Pense no DNA como um manual de instruções de como a célula deve funcionar.
Cada célula do seu corpo tem um desses manuais.
O epigenoma é como se alguém pegasse um pacote de marcadores de texto coloridos para enfatizar partes diferentes do manual.
Essa parte aqui é mais importante.
Essa aqui eu prefiro que você não use.
Mas como isso acontece?
Cada célula do nosso corpo contém quase dois metros de DNA.
Para que ele caiba dentro de uma célula, o DNA se enrola em um conjunto de proteínas chamadas histonas e forma uma estrutura compacta.
Mas isso significa que a célula nem sempre tem acesso fácil aos genes, algo necessário para que ela saiba como exercer suas funções.
Aqui entra em jogo a epigenética.
As marcas epigenéticas são marcadores químicos que agem sobre essa estrutura para imprimir nela instruções de como apertar ou soltar o DNA ao redor das histonas.
Quando uma parte do DNA fica mais apertada, por exemplo, a célula pode não ter acesso à informação de alguns genes, e eles ficam desativados.
Outras marcas, por exemplo, podem soltar trechos do DNA.
Isso deixa genes mais acessíveis à célula, e eles são ativados.
Esse processo já acontece quando as primeiras células do embrião começam a se dividir.
Por isso é tão importante para o bebê a alimentação da mãe, seu estado emocional e físico, os medicamentos e vitaminas que ela toma durante a gravidez.
Toda essa informação pode ser transmitida para o bebê pelo sangue, em forma de sinais químicos.
Se a dieta da mãe é pobre, o bebê poderia nascer mais propenso à obesidade – já que seu epigenoma o programou para armazenar mais calorias sempre que tiver comida.
Esse fenômeno têm sido comprovado em diversos estudos com mulheres que passaram por períodos de fome prolongada durante guerras, por exemplo.
Mas os pais também participam disso.
A maioria das marcas epigenéticas dos pais é apagada já nos primeiros dias do embrião.
Mas agora já se sabe que algumas delas permanecem, e podem ser passadas para os descendentes.
Por exemplo, se o pai tinha o hábito de fumar muito no início da adolescência, isso poderia contribuir com uma expectativa de vida menor para os seus filhos e até para os seus netos.
Mas o epigenoma age no nosso corpo durante toda a nossa vida, não só na fase embrionária.

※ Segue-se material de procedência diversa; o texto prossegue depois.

use super::{FileClass, FileClassifier};
use crate::phases::PhaseSchema;
use std::path::{Component, Path};
use std::sync::Arc;

const SOURCE_EXTENSIONS: &[&str] = &[
    "py", "js", "ts", "jsx", "tsx", "mjs", "java", "cpp", "c", "go", "rs",
];

const TEST_DIRECTORIES: &[&str] = &["tests", "test", "__tests__", "spec"];

/// Test files are recognised by name (`test_x`, `x_test`, `x.test`,
/// `x.spec`) or by living under a test directory.
pub fn is_test_file(path: &Path) -> bool {
    let in_test_dir = path.parent().is_some_and(|parent| {
        parent.components().any(|c| match c {
            Component::Normal(name) => name
                .to_str()
                .is_some_and(|name| TEST_DIRECTORIES.contains(&name)),
            _ => false,
        })
    });
    if in_test_dir {
        return true;
    }

    let Some(stem) = path.file_stem().and_then(|s| s.to_str()) else {
        return false;
    };
    stem.starts_with("test")
        || stem.ends_with("_test")
        || stem.ends_with(".test")
        || stem.ends_with(".spec")
}

/// Classifies by file name against the phase schema, then by extension.
pub struct DefaultFileClassifier {
    schema: Arc<PhaseSchema>,
    allow_list_file: String,
}

impl DefaultFileClassifier {
    pub fn new(schema: Arc<PhaseSchema>, allow_list_file: impl Into<String>) -> Self {
        Self {
            schema,
            allow_list_file: allow_list_file.into(),
        }
    }
}

impl FileClassifier for DefaultFileClassifier {
    fn classify(&self, path: &Path) -> FileClass {
        let file_name = path
            .file_name()
            .and_then(|n| n.to_str())
            .unwrap_or_default();

        if file_name == self.allow_list_file || is_test_file(path) {
            return FileClass::Neither;
        }
        if let Some(phase) = self.schema.owner_of_artifact(file_name) {
            return FileClass::PhaseArtifact {
                phase: phase.id.clone(),
            };
        }

        let is_source = path
            .extension()
            .and_then(|ext| ext.to_str())
            .is_some_and(|ext| SOURCE_EXTENSIONS.contains(&ext));
        if is_source {
            FileClass::SourceUnit
        } else {
            FileClass::Neither
        }
    }
}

Como no exemplo das gêmeas, nossos hábitos, nossa dieta, nossas experiências e o ambiente em que vivemos podem ativar ou desativar nossos genes.
E é mais do que isso: a epigenética mostra que a natureza pode ter encontrado uma maneira de passar até traumas para as gerações seguintes.

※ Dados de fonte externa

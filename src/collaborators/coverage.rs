//! Coverage report readers: LCOV tracefiles and coverage.py JSON.

use crate::errors::{ComplianceError, Result};
use serde::{Deserialize, Serialize};
use std::collections::BTreeMap;
use std::path::{Path, PathBuf};

#[derive(Clone, Debug, PartialEq, Serialize)]
pub struct FileCoverage {
    pub path: PathBuf,
    pub percent: f64,
}

#[derive(Clone, Debug, Default, PartialEq, Serialize)]
pub struct CoverageSummary {
    pub total_percent: f64,
    pub files: Vec<FileCoverage>,
}

impl CoverageSummary {
    /// Files whose coverage is strictly below `threshold`.
    pub fn files_below(&self, threshold: f64) -> Vec<FileCoverage> {
        self.files
            .iter()
            .filter(|file| file.percent < threshold)
            .cloned()
            .collect()
    }
}

fn percent(hit: u64, found: u64) -> f64 {
    if found == 0 {
        100.0
    } else {
        hit as f64 / found as f64 * 100.0
    }
}

/// Parse an LCOV tracefile.
///
/// Line totals come from `LF`/`LH` when present, otherwise from the `DA`
/// records of the file.
pub fn parse_lcov(contents: &str) -> Result<CoverageSummary> {
    use lcov::{Reader, Record};

    let mut summary = CoverageSummary::default();
    let mut current_file: Option<PathBuf> = None;
    let (mut lines_found, mut lines_hit) = (None::<u64>, None::<u64>);
    let (mut da_found, mut da_hit) = (0u64, 0u64);
    let (mut total_found, mut total_hit) = (0u64, 0u64);

    for record in Reader::new(contents.as_bytes()) {
        let record = record.map_err(|e| ComplianceError::collaborator("lcov", e.to_string()))?;

        match record {
            Record::SourceFile { path } => {
                current_file = Some(path);
                lines_found = None;
                lines_hit = None;
                da_found = 0;
                da_hit = 0;
            }
            Record::LineData { count, .. } => {
                da_found += 1;
                if count > 0 {
                    da_hit += 1;
                }
            }
            Record::LinesFound { found } => lines_found = Some(u64::from(found)),
            Record::LinesHit { hit } => lines_hit = Some(u64::from(hit)),
            Record::EndOfRecord => {
                let found = lines_found.unwrap_or(da_found);
                let hit = lines_hit.unwrap_or(da_hit);
                total_found += found;
                total_hit += hit;
                if let Some(path) = current_file.take() {
                    summary.files.push(FileCoverage {
                        path,
                        percent: percent(hit, found),
                    });
                }
            }
            _ => {}
        }
    }

    summary.total_percent = percent(total_hit, total_found);
    Ok(summary)
}

#[derive(Debug, Default, Deserialize)]
struct CoverageJson {
    #[serde(default)]
    totals: CoverageTotals,
    #[serde(default)]
    files: BTreeMap<String, CoverageFile>,
}

#[derive(Debug, Default, Deserialize)]
struct CoverageTotals {
    #[serde(default)]
    percent_covered: f64,
}

#[derive(Debug, Default, Deserialize)]
struct CoverageFile {
    #[serde(default)]
    summary: CoverageTotals,
}

/// Parse a coverage.py `coverage.json` report.
pub fn parse_coverage_json(contents: &str) -> Result<CoverageSummary> {
    let report: CoverageJson = serde_json::from_str(contents)?;
    Ok(CoverageSummary {
        total_percent: report.totals.percent_covered,
        files: report
            .files
            .into_iter()
            .map(|(path, file)| FileCoverage {
                path: PathBuf::from(path),
                percent: file.summary.percent_covered,
            })
            .collect(),
    })
}

/// LCOV for `.info`/`.lcov`, coverage.py JSON otherwise.
pub fn is_lcov_path(path: &Path) -> bool {
    path.extension()
        .and_then(|ext| ext.to_str())
        .is_some_and(|ext| matches!(ext, "info" | "lcov"))
}

#[cfg(test)]
mod tests {
    use super::*;
    use indoc::indoc;

    #[test]
    fn test_parse_lcov_totals_and_files() {
        let lcov = indoc! {"
            SF:src/a.py
            DA:1,1
            DA:2,0
            LF:2
            LH:1
            end_of_record
            SF:src/b.py
            DA:1,3
            DA:2,1
            DA:3,1
            end_of_record
        "};
        let summary = parse_lcov(lcov).unwrap();
        assert_eq!(summary.files.len(), 2);
        assert_eq!(summary.files[0].percent, 50.0);
        assert_eq!(summary.files[1].percent, 100.0);
        assert_eq!(summary.total_percent, 80.0);
        assert_eq!(summary.files_below(90.0).len(), 1);
    }

    #[test]
    fn test_parse_coverage_json() {
        let json = r#"{
            "totals": {"percent_covered": 87.5},
            "files": {
                "app/models.py": {"summary": {"percent_covered": 100.0}},
                "app/views.py": {"summary": {"percent_covered": 62.0}}
            }
        }"#;
        let summary = parse_coverage_json(json).unwrap();
        assert_eq!(summary.total_percent, 87.5);
        let low = summary.files_below(90.0);
        assert_eq!(low.len(), 1);
        assert_eq!(low[0].path, PathBuf::from("app/views.py"));
    }

    #[test]
    fn test_malformed_json_is_error() {
        assert!(parse_coverage_json("{not json").is_err());
    }

    #[test]
    fn test_report_format_by_extension() {
        assert!(is_lcov_path(Path::new("coverage/lcov.info")));
        assert!(is_lcov_path(Path::new("out.lcov")));
        assert!(!is_lcov_path(Path::new("coverage.json")));
    }
}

Em um experimento, cientistas fizeram com que camundongos machos associassem o aroma da flor de cerejeira com a dor provocada por choques elétricos.

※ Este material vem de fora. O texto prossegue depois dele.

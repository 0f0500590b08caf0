//! Error types for phasegate operations.
//!
//! Only failures that prevent a verdict from being produced are errors.
//! Compliance failures themselves are [`Violation`](crate::core::Violation)
//! values returned to the caller, and collaborator failures are logged and
//! degraded rather than propagated.
//!
//! # Categories
//!
//! - `Io`: filesystem failures while reading configuration or schemas
//! - `Config`: invalid or missing `.phasegate.toml` content
//! - `AllowList`: the allow-list document could not be loaded
//! - `PhaseSchema`: the phase definition table failed load-time validation
//! - `UnknownPhase`: a phase id that is not part of the schema
//! - `Parser`: a tree-sitter grammar could not be initialised
//! - `Collaborator`: an external collaborator (test runner, issue reporter) failed

use std::path::PathBuf;
use thiserror::Error;

/// Main error type for phasegate operations
#[derive(Debug, Error)]
pub enum ComplianceError {
    /// File system errors with path context
    #[error("I/O error reading {}: {source}", path.display())]
    Io {
        path: PathBuf,
        #[source]
        source: std::io::Error,
    },

    /// Configuration errors
    #[error("Config error: {message}{}", path.as_ref().map(|p| format!(" (file: {})", p.display())).unwrap_or_default())]
    Config {
        message: String,
        path: Option<PathBuf>,
    },

    /// Allow-list document errors
    #[error("Allow-list error in {}: {message}", path.display())]
    AllowList { path: PathBuf, message: String },

    /// Phase schema validation errors
    #[error("Phase schema error: {0}")]
    PhaseSchema(String),

    /// Lookup of a phase that is not in the schema
    #[error("Unknown phase: {0}")]
    UnknownPhase(String),

    /// Grammar initialisation errors
    #[error("Parser error: {0}")]
    Parser(String),

    /// External collaborator failures
    #[error("{name} failed: {message}")]
    Collaborator { name: String, message: String },

    /// JSON errors
    #[error(transparent)]
    Json(#[from] serde_json::Error),

    /// TOML errors
    #[error(transparent)]
    Toml(#[from] toml::de::Error),
}

impl ComplianceError {
    /// Create an I/O error with path context
    pub fn io(path: impl Into<PathBuf>, source: std::io::Error) -> Self {
        Self::Io {
            path: path.into(),
            source,
        }
    }

    /// Create a configuration error without a file
    pub fn config(message: impl Into<String>) -> Self {
        Self::Config {
            message: message.into(),
            path: None,
        }
    }

    /// Create a configuration error with file context
    pub fn config_with_path(message: impl Into<String>, path: impl Into<PathBuf>) -> Self {
        Self::Config {
            message: message.into(),
            path: Some(path.into()),
        }
    }

    /// Create an allow-list error
    pub fn allow_list(message: impl Into<String>, path: impl Into<PathBuf>) -> Self {
        Self::AllowList {
            message: message.into(),
            path: path.into(),
        }
    }

    /// Create a phase schema error
    pub fn schema(message: impl Into<String>) -> Self {
        Self::PhaseSchema(message.into())
    }

    /// Create a collaborator error
    pub fn collaborator(name: impl Into<String>, message: impl Into<String>) -> Self {
        Self::Collaborator {
            name: name.into(),
            message: message.into(),
        }
    }

    /// Get the error category name.
    pub fn category(&self) -> &'static str {
        match self {
            Self::Io { .. } => "I/O",
            Self::Config { .. } | Self::Toml(_) => "Config",
            Self::AllowList { .. } => "AllowList",
            Self::PhaseSchema(_) | Self::UnknownPhase(_) => "Schema",
            Self::Parser(_) => "Parse",
            Self::Collaborator { .. } => "Collaborator",
            Self::Json(_) => "JSON",
        }
    }

    /// Configuration-class errors abort a check before any verdict exists.
    pub fn is_configuration_error(&self) -> bool {
        matches!(
            self,
            Self::Config { .. }
                | Self::Toml(_)
                | Self::AllowList { .. }
                | Self::PhaseSchema(_)
                | Self::UnknownPhase(_)
        )
    }
}

/// Result type alias using our error type
pub type Result<T> = std::result::Result<T, ComplianceError>;

#[cfg(test)]
mod tests {
    use super::*;

    #[test]
    fn test_config_error_display_includes_path() {
        let err = ComplianceError::config_with_path("bad threshold", "/tmp/.phasegate.toml");
        let rendered = err.to_string();
        assert!(rendered.contains("bad threshold"));
        assert!(rendered.contains("/tmp/.phasegate.toml"));
        assert_eq!(err.category(), "Config");
    }

    #[test]
    fn test_config_error_without_path() {
        let err = ComplianceError::config("missing field");
        assert_eq!(err.to_string(), "Config error: missing field");
    }

    #[test]
    fn test_configuration_classification() {
        assert!(ComplianceError::schema("cycle").is_configuration_error());
        assert!(ComplianceError::UnknownPhase("x".into()).is_configuration_error());
        assert!(!ComplianceError::collaborator("gh", "not found").is_configuration_error());
    }
}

Os ratinhos procriaram, e seus filhos ficavam nervosos quando sentiam esse cheiro, mesmo sem nunca terem recebido os choques.
A terceira geração de camundongos, os netos dos primeiros, também demonstrou ter mais sensibilidade ao aroma da flor de cerejeira do que a qualquer outro.
Em seu DNA, os cientistas encontraram marcas epigenéticas em um gene responsável por codificar uma proteína receptora de odores.
Em seu cérebro, esses ratinhos também tinham mais neurônios responsáveis por detectar o cheiro da flor de cerejeira.
Mas isso não quer dizer que estamos predestinados a reviver as emoções de nossos pais e avós.
Os cientistas ainda estudam como esse tipo de transmissão epigenética de um trauma poderia acontecer em humanos.
Mas eles acreditam que seria possível reprogramar esse mesmo mecanismo para nos tornar mais saudáveis, já que as marcas epigenéticas podem ser reversíveis.
Isso abre um enorme universo de possibilidades no mundo científico.
Por exemplo, há estudos para criar medicamentos que permitem remover marcas do epigenoma que favorecem a aparição de certos tumores.
A epigenética também pode revolucionar o tratamento de doenças como diabetes, lúpus e até o mal de Alzheimer e alguns vícios.
A questão agora é como desenvolver tratamentos que atuem somente nos marcadores prejudiciais, sem impactar os positivos.
A epigenética prova que nem tudo está escrito nos nossos genes.
Temos em nossas mãos o poder de influenciar positivamente nosso genoma através de escolhas saudáveis.
E de ajudar pessoas que não puderam fazer essas escolhas.
Isso pode trazer benefícios não só a nós mesmos, como também às futuras gerações.